# Extracted data

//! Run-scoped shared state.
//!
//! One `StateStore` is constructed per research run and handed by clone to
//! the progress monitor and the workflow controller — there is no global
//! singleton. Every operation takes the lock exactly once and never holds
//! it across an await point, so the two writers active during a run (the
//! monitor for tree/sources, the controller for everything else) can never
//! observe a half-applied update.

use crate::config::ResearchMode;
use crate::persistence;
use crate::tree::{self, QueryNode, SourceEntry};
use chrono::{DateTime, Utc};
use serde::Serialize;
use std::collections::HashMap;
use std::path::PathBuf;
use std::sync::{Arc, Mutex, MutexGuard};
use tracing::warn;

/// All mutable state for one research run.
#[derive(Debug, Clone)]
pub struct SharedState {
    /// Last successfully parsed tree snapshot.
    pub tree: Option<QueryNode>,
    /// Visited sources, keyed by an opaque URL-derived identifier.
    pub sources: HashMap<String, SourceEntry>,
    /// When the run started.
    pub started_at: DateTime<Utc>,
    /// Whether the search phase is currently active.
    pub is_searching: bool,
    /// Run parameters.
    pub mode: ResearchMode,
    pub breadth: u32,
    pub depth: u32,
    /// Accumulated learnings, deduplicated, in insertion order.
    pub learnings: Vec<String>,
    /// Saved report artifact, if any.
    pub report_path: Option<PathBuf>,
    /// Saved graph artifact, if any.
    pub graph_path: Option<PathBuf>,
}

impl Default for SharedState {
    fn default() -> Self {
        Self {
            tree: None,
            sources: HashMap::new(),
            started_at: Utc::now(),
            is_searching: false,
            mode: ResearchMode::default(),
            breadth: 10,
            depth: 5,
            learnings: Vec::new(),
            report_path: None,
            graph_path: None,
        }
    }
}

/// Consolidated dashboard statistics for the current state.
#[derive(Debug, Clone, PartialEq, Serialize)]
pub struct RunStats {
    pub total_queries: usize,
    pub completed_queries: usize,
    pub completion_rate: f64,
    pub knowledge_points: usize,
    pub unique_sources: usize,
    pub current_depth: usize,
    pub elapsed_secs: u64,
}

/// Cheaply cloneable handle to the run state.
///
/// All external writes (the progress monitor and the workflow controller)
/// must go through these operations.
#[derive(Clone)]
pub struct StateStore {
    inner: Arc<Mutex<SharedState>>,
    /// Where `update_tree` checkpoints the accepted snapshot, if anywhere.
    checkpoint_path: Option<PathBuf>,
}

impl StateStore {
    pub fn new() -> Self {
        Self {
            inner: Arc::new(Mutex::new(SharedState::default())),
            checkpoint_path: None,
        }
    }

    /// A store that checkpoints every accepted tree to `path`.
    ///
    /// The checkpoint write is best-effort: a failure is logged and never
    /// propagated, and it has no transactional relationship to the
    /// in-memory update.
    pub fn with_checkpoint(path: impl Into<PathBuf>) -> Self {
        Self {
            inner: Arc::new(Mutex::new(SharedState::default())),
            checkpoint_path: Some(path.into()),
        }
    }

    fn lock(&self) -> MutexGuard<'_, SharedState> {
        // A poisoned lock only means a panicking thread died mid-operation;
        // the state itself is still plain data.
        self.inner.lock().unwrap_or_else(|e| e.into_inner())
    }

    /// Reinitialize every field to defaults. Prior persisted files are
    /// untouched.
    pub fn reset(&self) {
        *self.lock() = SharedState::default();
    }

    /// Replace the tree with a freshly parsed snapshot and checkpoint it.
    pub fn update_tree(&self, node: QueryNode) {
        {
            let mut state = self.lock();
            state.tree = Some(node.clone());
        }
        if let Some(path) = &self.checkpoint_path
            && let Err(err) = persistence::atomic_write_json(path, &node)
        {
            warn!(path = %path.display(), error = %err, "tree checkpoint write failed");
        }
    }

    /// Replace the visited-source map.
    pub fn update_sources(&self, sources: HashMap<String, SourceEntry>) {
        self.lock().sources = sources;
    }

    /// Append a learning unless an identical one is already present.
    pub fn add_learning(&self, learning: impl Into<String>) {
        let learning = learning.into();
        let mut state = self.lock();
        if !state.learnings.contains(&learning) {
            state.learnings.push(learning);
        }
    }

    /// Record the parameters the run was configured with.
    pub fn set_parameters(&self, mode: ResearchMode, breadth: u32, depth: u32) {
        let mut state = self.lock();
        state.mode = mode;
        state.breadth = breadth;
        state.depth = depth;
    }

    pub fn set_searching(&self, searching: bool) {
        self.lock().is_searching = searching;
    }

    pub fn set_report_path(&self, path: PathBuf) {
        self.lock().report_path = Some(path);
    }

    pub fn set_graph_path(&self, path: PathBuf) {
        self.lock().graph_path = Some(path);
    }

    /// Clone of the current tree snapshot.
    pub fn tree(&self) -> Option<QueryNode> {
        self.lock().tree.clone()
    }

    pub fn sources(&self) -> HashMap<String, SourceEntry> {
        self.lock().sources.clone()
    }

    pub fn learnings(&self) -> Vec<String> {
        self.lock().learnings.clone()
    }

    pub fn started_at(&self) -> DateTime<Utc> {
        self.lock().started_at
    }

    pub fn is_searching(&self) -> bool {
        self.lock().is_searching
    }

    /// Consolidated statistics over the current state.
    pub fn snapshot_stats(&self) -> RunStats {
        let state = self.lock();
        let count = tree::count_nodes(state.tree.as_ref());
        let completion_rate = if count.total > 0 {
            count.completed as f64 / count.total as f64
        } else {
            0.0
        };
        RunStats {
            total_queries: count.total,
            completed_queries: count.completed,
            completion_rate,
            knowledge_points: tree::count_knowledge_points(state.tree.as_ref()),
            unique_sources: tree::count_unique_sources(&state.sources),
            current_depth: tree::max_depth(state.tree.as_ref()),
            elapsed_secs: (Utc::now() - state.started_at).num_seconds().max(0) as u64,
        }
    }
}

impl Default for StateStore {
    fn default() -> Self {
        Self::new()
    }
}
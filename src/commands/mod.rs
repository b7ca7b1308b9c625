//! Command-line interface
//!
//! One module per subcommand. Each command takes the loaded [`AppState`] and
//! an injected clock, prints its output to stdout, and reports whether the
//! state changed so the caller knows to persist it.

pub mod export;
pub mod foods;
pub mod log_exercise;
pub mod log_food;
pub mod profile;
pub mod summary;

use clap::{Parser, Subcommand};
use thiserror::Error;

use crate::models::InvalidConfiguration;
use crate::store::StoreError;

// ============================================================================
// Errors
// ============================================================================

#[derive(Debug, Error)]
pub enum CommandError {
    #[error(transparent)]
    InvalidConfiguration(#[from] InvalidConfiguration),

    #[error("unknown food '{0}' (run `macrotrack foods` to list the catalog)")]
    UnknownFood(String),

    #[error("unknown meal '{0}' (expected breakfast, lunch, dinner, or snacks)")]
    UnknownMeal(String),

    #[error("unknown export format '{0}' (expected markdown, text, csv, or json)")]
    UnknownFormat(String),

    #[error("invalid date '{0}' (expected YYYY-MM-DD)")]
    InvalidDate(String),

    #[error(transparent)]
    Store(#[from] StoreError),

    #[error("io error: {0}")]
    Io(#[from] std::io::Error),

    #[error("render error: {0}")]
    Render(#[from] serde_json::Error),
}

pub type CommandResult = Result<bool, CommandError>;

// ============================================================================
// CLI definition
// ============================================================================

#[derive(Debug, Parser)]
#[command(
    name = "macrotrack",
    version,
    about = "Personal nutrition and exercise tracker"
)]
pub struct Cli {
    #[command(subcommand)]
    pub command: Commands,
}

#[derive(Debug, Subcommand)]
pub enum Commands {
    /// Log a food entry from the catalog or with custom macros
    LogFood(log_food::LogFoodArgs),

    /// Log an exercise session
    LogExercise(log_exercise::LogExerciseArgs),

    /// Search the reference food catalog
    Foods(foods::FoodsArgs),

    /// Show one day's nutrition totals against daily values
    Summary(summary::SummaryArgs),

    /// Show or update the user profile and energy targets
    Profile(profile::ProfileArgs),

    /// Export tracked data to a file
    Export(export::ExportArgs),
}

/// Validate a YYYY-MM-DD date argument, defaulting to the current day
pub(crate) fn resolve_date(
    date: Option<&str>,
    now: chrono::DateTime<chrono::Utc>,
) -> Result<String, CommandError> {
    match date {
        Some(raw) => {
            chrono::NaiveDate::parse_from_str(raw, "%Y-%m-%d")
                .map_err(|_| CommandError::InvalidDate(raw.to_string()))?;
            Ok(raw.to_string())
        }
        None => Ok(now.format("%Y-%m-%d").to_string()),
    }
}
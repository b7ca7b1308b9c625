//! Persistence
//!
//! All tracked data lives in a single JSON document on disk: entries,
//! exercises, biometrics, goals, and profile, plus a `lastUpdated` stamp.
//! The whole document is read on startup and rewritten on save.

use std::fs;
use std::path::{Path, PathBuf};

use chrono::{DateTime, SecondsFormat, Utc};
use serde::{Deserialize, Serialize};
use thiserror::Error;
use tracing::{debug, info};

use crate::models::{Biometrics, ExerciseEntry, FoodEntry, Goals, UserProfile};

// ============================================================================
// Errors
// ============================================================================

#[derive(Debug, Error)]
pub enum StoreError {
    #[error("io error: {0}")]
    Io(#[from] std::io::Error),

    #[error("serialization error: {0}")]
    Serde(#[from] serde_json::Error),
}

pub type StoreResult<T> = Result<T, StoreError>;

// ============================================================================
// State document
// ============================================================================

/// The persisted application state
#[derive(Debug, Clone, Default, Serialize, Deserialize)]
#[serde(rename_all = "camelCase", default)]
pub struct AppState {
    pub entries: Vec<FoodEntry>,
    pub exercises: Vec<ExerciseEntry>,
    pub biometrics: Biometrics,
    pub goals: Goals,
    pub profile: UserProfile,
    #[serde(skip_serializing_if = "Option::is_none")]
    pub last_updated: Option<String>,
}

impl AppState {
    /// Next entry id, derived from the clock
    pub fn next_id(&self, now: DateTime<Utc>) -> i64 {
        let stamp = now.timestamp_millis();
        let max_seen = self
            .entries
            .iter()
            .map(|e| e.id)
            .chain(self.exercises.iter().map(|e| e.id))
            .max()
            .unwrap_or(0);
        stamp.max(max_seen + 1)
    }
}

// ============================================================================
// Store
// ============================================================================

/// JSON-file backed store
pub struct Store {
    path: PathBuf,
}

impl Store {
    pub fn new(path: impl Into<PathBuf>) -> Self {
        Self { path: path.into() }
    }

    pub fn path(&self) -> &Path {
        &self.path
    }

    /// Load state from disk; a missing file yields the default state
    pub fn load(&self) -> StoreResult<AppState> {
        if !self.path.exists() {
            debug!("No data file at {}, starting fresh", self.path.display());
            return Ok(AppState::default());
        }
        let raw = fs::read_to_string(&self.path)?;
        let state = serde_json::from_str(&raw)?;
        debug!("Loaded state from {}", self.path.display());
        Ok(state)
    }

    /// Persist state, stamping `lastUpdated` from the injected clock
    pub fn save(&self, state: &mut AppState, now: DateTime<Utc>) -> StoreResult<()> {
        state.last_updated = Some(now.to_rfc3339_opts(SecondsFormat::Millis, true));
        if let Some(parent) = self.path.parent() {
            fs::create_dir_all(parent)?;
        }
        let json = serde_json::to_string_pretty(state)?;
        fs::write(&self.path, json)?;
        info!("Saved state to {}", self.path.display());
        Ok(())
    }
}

* * *

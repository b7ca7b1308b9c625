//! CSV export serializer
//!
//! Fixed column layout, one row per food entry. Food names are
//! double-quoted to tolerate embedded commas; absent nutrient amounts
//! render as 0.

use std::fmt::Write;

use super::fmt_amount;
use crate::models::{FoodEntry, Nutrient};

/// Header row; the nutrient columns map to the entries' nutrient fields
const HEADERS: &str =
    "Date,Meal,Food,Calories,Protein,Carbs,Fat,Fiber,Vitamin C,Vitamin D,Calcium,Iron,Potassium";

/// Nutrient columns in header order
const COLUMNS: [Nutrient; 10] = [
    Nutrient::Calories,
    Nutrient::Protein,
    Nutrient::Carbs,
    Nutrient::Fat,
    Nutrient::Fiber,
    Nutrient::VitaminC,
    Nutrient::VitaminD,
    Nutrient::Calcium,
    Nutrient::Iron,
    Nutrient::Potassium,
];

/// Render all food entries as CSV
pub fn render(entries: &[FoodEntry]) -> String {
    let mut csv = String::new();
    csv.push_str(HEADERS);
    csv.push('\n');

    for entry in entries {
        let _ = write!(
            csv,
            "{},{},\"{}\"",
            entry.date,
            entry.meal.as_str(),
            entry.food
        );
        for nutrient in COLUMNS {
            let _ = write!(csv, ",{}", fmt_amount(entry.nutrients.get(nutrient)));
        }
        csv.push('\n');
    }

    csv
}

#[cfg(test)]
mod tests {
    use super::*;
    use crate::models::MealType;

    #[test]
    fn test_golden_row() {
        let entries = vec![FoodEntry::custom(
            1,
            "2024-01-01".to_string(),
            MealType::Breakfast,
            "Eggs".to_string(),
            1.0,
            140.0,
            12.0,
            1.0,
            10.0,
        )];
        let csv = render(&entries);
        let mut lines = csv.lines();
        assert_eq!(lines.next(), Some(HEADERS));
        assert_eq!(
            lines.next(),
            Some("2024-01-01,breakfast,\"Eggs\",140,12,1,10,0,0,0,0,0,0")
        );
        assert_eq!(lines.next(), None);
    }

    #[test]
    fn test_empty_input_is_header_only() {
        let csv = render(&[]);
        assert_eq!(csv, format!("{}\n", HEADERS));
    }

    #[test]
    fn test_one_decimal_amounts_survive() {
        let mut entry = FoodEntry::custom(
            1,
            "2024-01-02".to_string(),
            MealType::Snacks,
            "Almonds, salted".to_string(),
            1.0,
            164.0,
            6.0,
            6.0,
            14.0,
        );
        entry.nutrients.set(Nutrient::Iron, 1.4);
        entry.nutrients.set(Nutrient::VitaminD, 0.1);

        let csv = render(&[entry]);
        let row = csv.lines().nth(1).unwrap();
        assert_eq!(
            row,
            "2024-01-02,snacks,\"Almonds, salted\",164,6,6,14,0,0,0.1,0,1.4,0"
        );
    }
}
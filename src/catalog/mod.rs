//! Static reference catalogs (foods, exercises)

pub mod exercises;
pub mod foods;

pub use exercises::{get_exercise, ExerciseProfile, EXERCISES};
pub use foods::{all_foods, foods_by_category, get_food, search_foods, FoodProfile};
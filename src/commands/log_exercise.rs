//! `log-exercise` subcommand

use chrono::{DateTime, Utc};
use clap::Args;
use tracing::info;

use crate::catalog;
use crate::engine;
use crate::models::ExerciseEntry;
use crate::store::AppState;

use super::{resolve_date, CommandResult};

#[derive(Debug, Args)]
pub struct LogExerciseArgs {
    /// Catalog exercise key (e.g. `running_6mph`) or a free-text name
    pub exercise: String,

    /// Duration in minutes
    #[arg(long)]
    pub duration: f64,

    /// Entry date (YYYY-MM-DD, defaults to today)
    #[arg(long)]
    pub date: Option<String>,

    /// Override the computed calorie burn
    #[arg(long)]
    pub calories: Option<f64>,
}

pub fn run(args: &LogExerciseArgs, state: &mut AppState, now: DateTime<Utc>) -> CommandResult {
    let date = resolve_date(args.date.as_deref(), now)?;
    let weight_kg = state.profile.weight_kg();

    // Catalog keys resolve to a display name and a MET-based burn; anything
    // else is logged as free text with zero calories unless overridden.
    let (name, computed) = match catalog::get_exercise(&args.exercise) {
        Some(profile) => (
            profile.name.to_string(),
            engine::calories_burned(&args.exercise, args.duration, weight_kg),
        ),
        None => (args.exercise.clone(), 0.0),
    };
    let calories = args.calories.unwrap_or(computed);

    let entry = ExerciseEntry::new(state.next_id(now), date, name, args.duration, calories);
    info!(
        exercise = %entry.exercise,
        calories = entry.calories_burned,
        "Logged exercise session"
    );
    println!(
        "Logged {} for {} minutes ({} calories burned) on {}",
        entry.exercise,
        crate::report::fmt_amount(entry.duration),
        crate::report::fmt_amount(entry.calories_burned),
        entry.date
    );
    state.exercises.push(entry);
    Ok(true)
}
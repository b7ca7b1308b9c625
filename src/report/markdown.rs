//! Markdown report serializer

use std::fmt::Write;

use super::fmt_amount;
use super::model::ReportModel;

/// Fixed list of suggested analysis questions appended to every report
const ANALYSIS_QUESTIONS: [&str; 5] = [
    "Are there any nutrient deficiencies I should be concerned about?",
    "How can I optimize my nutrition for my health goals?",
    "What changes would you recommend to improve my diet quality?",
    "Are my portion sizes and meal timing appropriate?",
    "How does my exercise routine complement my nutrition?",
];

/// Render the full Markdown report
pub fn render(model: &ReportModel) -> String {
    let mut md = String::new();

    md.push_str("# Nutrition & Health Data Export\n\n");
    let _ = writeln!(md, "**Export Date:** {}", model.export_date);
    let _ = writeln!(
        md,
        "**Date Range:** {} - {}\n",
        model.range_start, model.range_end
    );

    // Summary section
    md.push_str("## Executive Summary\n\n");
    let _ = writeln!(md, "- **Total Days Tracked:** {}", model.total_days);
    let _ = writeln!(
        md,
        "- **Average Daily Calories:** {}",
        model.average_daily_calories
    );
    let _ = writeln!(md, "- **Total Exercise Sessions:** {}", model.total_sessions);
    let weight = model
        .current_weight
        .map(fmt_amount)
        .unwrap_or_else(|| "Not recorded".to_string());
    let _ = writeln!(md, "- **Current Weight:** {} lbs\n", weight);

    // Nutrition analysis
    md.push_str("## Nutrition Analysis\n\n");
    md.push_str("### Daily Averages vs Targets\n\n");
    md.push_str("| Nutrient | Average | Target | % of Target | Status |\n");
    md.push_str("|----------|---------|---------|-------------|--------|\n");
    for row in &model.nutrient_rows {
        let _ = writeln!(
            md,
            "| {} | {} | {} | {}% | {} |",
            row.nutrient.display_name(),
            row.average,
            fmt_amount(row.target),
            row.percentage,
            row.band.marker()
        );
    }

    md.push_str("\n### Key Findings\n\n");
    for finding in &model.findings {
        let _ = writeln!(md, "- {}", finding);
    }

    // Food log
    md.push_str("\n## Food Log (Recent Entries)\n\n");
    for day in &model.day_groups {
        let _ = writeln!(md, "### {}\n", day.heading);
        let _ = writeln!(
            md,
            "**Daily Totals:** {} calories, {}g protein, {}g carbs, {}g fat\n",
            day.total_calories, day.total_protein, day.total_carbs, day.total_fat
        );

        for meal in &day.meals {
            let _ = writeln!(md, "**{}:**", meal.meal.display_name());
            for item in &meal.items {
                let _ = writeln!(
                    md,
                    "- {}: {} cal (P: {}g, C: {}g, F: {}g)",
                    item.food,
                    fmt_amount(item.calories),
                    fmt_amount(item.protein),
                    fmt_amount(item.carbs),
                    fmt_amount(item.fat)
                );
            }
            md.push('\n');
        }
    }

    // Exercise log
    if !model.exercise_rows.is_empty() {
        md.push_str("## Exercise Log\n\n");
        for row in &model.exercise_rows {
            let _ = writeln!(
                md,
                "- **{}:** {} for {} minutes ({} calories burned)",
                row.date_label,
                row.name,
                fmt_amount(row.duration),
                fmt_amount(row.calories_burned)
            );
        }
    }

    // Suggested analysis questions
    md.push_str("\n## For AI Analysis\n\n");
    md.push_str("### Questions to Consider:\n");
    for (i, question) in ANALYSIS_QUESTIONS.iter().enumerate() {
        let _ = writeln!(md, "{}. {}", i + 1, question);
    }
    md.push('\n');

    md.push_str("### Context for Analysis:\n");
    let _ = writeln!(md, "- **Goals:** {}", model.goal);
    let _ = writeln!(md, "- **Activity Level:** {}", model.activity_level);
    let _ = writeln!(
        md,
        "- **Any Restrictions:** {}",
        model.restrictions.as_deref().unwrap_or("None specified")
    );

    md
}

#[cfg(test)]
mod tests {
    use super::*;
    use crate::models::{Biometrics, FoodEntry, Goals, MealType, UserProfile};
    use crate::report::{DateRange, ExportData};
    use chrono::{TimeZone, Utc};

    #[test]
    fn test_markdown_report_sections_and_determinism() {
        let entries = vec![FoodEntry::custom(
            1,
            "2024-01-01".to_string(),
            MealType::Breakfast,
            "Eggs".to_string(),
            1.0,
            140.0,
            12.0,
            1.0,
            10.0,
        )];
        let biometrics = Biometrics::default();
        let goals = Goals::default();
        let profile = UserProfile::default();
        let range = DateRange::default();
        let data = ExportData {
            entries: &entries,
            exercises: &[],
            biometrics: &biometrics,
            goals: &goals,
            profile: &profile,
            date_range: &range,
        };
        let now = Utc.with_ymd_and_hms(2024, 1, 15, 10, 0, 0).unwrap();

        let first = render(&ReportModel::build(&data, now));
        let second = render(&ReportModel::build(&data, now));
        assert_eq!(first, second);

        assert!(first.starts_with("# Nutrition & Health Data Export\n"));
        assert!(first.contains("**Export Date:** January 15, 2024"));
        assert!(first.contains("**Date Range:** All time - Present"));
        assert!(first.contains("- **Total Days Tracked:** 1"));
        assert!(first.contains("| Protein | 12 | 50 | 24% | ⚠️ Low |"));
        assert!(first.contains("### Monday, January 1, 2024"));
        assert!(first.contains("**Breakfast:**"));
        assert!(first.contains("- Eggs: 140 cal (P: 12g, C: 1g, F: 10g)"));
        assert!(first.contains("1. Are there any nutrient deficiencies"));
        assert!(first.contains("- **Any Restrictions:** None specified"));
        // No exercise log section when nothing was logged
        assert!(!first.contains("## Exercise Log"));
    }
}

# Work order
Every line above in which the word "Days" occurs is to be copied.

# Written reply
    let _ = writeln!(md, "- **Total Days Tracked:** {}", model.total_days);
        assert!(first.contains("- **Total Days Tracked:** 1"));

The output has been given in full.